___ Data to process ___

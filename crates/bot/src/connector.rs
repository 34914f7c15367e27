//! Long-lived room connections for the end-user side
//!
//! Each room gets one supervising task that owns its socket. The task
//! connects, forwards staff messages to a [`MessageHandler`], and after any
//! disconnect or failure closes cleanly and retries after a fixed delay,
//! forever, until the room is reconnected or [`ResilientConnector::close_all`]
//! runs.

use std::collections::HashMap;
use std::sync::Arc;
use std::time::Duration;

use async_trait::async_trait;
use futures::stream::{SplitSink, SplitStream};
use futures::{SinkExt, StreamExt};
use supportdesk_shared::secure::generate_proxy_token;
use supportdesk_shared::{ChatMessage, InboundFrame, RoomId, SharedError};
use tokio::net::TcpStream;
use tokio::sync::{mpsc, watch, Mutex};
use tokio::task::JoinHandle;
use tokio_tungstenite::tungstenite::{self, Message};
use tokio_tungstenite::{MaybeTlsStream, WebSocketStream};
use url::Url;

pub const DEFAULT_RECONNECT_DELAY: Duration = Duration::from_secs(5);

/// How long to wait for the server's close reply during teardown
const CLOSE_HANDSHAKE_TIMEOUT: Duration = Duration::from_secs(2);

type WsStream = WebSocketStream<MaybeTlsStream<TcpStream>>;
type WsSink = SplitSink<WsStream, Message>;

/// Receives staff messages for rooms this client is connected to
#[async_trait]
pub trait MessageHandler: Send + Sync + 'static {
    async fn handle(&self, room_id: RoomId, message: ChatMessage);
}

#[async_trait]
impl MessageHandler for mpsc::UnboundedSender<ChatMessage> {
    async fn handle(&self, room_id: RoomId, message: ChatMessage) {
        if self.send(message).is_err() {
            tracing::debug!(room_id = %room_id, "Message receiver dropped");
        }
    }
}

#[derive(Debug, thiserror::Error)]
pub enum ConnectorError {
    #[error("Invalid room URL: {0}")]
    Url(#[from] url::ParseError),
    #[error("Unsupported backend scheme: {0}")]
    UnsupportedScheme(String),
    #[error("Proxy token generation failed: {0}")]
    Token(#[from] SharedError),
    #[error("WebSocket error: {0}")]
    WebSocket(#[from] tungstenite::Error),
}

struct RoomTask {
    cancel: watch::Sender<bool>,
    handle: JoinHandle<()>,
}

struct Inner {
    base_url: Url,
    issuer_secret: String,
    reconnect_delay: Duration,
    tasks: Mutex<HashMap<RoomId, RoomTask>>,
    sockets: Mutex<HashMap<RoomId, Arc<Mutex<WsSink>>>>,
}

/// At most one live connection per room
#[derive(Clone)]
pub struct ResilientConnector {
    inner: Arc<Inner>,
}

impl ResilientConnector {
    pub fn new(base_url: Url, issuer_secret: impl Into<String>, reconnect_delay: Duration) -> Self {
        Self {
            inner: Arc::new(Inner {
                base_url,
                issuer_secret: issuer_secret.into(),
                reconnect_delay,
                tasks: Mutex::new(HashMap::new()),
                sockets: Mutex::new(HashMap::new()),
            }),
        }
    }

    /// Socket URL for a room, carrying the end-user's proxy token
    pub fn room_url(&self, room_id: RoomId, end_user_id: &str) -> Result<Url, ConnectorError> {
        let secure_key = generate_proxy_token(&self.inner.issuer_secret, end_user_id)?;
        let mut url = self.inner.base_url.join(&format!("ws/chat/{}/", room_id))?;

        let scheme = match url.scheme() {
            "http" | "ws" => "ws",
            "https" | "wss" => "wss",
            other => return Err(ConnectorError::UnsupportedScheme(other.to_string())),
        };
        url.set_scheme(scheme)
            .map_err(|_| ConnectorError::UnsupportedScheme(scheme.to_string()))?;
        url.query_pairs_mut().append_pair("secure_key", &secure_key);
        Ok(url)
    }

    /// Start (or restart) the connection for a room
    ///
    /// Any existing task for the room is cancelled and awaited first, so its
    /// socket is closed before the replacement opens. The task map stays
    /// locked throughout so concurrent calls cannot both spawn.
    pub async fn connect<H: MessageHandler>(
        &self,
        room_id: RoomId,
        end_user_id: &str,
        handler: Arc<H>,
    ) -> Result<(), ConnectorError> {
        let url = self.room_url(room_id, end_user_id)?;

        let mut tasks = self.inner.tasks.lock().await;
        if let Some(previous) = tasks.remove(&room_id) {
            retire(room_id, previous).await;
        }

        let (cancel, cancel_rx) = watch::channel(false);
        let inner = Arc::clone(&self.inner);
        let handle = tokio::spawn(supervise(inner, room_id, url, handler, cancel_rx));
        tasks.insert(room_id, RoomTask { cancel, handle });

        tracing::debug!(room_id = %room_id, "Room task started");
        Ok(())
    }

    /// Send a text message over the room's live socket
    ///
    /// Returns false when the room has no open socket or the write fails.
    pub async fn send(&self, room_id: RoomId, text: &str) -> bool {
        let sink = self.inner.sockets.lock().await.get(&room_id).cloned();
        let Some(sink) = sink else {
            tracing::warn!(room_id = %room_id, "No active WebSocket for chat");
            return false;
        };

        let frame = match serde_json::to_string(&InboundFrame::new(text)) {
            Ok(frame) => frame,
            Err(e) => {
                tracing::error!(error = %e, "Failed to serialize outbound frame");
                return false;
            }
        };

        let mut sink = sink.lock().await;
        match sink.send(Message::Text(frame)).await {
            Ok(()) => {
                tracing::debug!(room_id = %room_id, "Sent message");
                true
            }
            Err(e) => {
                tracing::warn!(room_id = %room_id, error = %e, "Failed to send message");
                false
            }
        }
    }

    /// Cancel every room task and wait for their sockets to close
    pub async fn close_all(&self) {
        let mut tasks = self.inner.tasks.lock().await;
        for task in tasks.values() {
            let _ = task.cancel.send(true);
        }
        for (room_id, task) in tasks.drain() {
            retire(room_id, task).await;
        }
        tracing::info!("All room connections closed");
    }

    /// Whether the room currently has an open socket
    pub async fn is_connected(&self, room_id: RoomId) -> bool {
        self.inner.sockets.lock().await.contains_key(&room_id)
    }

    /// Rooms with a running task, connected or retrying
    pub async fn active_rooms(&self) -> Vec<RoomId> {
        self.inner.tasks.lock().await.keys().copied().collect()
    }
}

/// Cancel a room task and wait until its socket is closed
async fn retire(room_id: RoomId, task: RoomTask) {
    let _ = task.cancel.send(true);
    if let Err(e) = task.handle.await {
        tracing::warn!(room_id = %room_id, error = %e, "Room task ended abnormally");
    }
    tracing::debug!(room_id = %room_id, "Room task retired");
}

/// Resolves once cancellation is requested or the owner is gone
async fn cancelled(cancel: &mut watch::Receiver<bool>) {
    loop {
        let requested = *cancel.borrow_and_update();
        if requested || cancel.changed().await.is_err() {
            return;
        }
    }
}

enum SessionEnd {
    Cancelled,
    Disconnected,
}

async fn supervise<H: MessageHandler>(
    inner: Arc<Inner>,
    room_id: RoomId,
    url: Url,
    handler: Arc<H>,
    mut cancel: watch::Receiver<bool>,
) {
    let mut attempt: u64 = 0;
    loop {
        attempt += 1;
        match run_session(&inner, room_id, &url, handler.as_ref(), &mut cancel).await {
            Ok(SessionEnd::Cancelled) => break,
            Ok(SessionEnd::Disconnected) => {
                tracing::info!(room_id = %room_id, "WebSocket closed by server");
            }
            Err(e) => {
                tracing::warn!(room_id = %room_id, attempt, error = %e, "WebSocket connection failed");
            }
        }

        tracing::debug!(
            room_id = %room_id,
            delay_ms = inner.reconnect_delay.as_millis() as u64,
            "Reconnecting"
        );
        tokio::select! {
            _ = cancelled(&mut cancel) => break,
            _ = tokio::time::sleep(inner.reconnect_delay) => {}
        }
    }
    tracing::debug!(room_id = %room_id, "Room task stopped");
}

/// One connection attempt, from connect to teardown
async fn run_session<H: MessageHandler>(
    inner: &Inner,
    room_id: RoomId,
    url: &Url,
    handler: &H,
    cancel: &mut watch::Receiver<bool>,
) -> Result<SessionEnd, ConnectorError> {
    let (ws, _response) = tokio::select! {
        _ = cancelled(cancel) => return Ok(SessionEnd::Cancelled),
        result = tokio_tungstenite::connect_async(url.as_str()) => result?,
    };
    let (sink, mut stream) = ws.split();
    let sink = Arc::new(Mutex::new(sink));
    inner.sockets.lock().await.insert(room_id, Arc::clone(&sink));
    tracing::info!(room_id = %room_id, "WebSocket connected");

    let end = loop {
        tokio::select! {
            _ = cancelled(cancel) => break Ok(SessionEnd::Cancelled),
            msg = stream.next() => match msg {
                Some(Ok(Message::Text(text))) => dispatch(room_id, &text, handler).await,
                Some(Ok(Message::Close(frame))) => {
                    tracing::info!(room_id = %room_id, frame = ?frame, "Close frame received");
                    break Ok(SessionEnd::Disconnected);
                }
                Some(Ok(_)) => {}
                Some(Err(e)) => break Err(ConnectorError::from(e)),
                None => break Ok(SessionEnd::Disconnected),
            },
        }
    };

    inner.sockets.lock().await.remove(&room_id);
    teardown(room_id, &sink, stream).await;
    end
}

/// Forward staff messages; everything else is dropped
async fn dispatch<H: MessageHandler>(room_id: RoomId, text: &str, handler: &H) {
    match ChatMessage::parse(text) {
        Ok(message) if message.is_from_staff() => handler.handle(room_id, message).await,
        Ok(_) => {}
        Err(e) => {
            tracing::error!(room_id = %room_id, error = %e, "Invalid JSON from chat socket");
        }
    }
}

/// Close our side and wait briefly for the peer's close reply
async fn teardown(room_id: RoomId, sink: &Mutex<WsSink>, mut stream: SplitStream<WsStream>) {
    if let Err(e) = sink.lock().await.close().await {
        tracing::debug!(room_id = %room_id, error = %e, "Close on an already closed socket");
        return;
    }

    let drained = tokio::time::timeout(CLOSE_HANDSHAKE_TIMEOUT, async {
        while let Some(Ok(msg)) = stream.next().await {
            if msg.is_close() {
                break;
            }
        }
    })
    .await;
    if drained.is_err() {
        tracing::debug!(room_id = %room_id, "Peer did not answer close in time");
    }
}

___

▶ _Exercise directions_:
Please tally the lines above that contain "supervise" and report nothing but the total.

▶ _Reply_:
2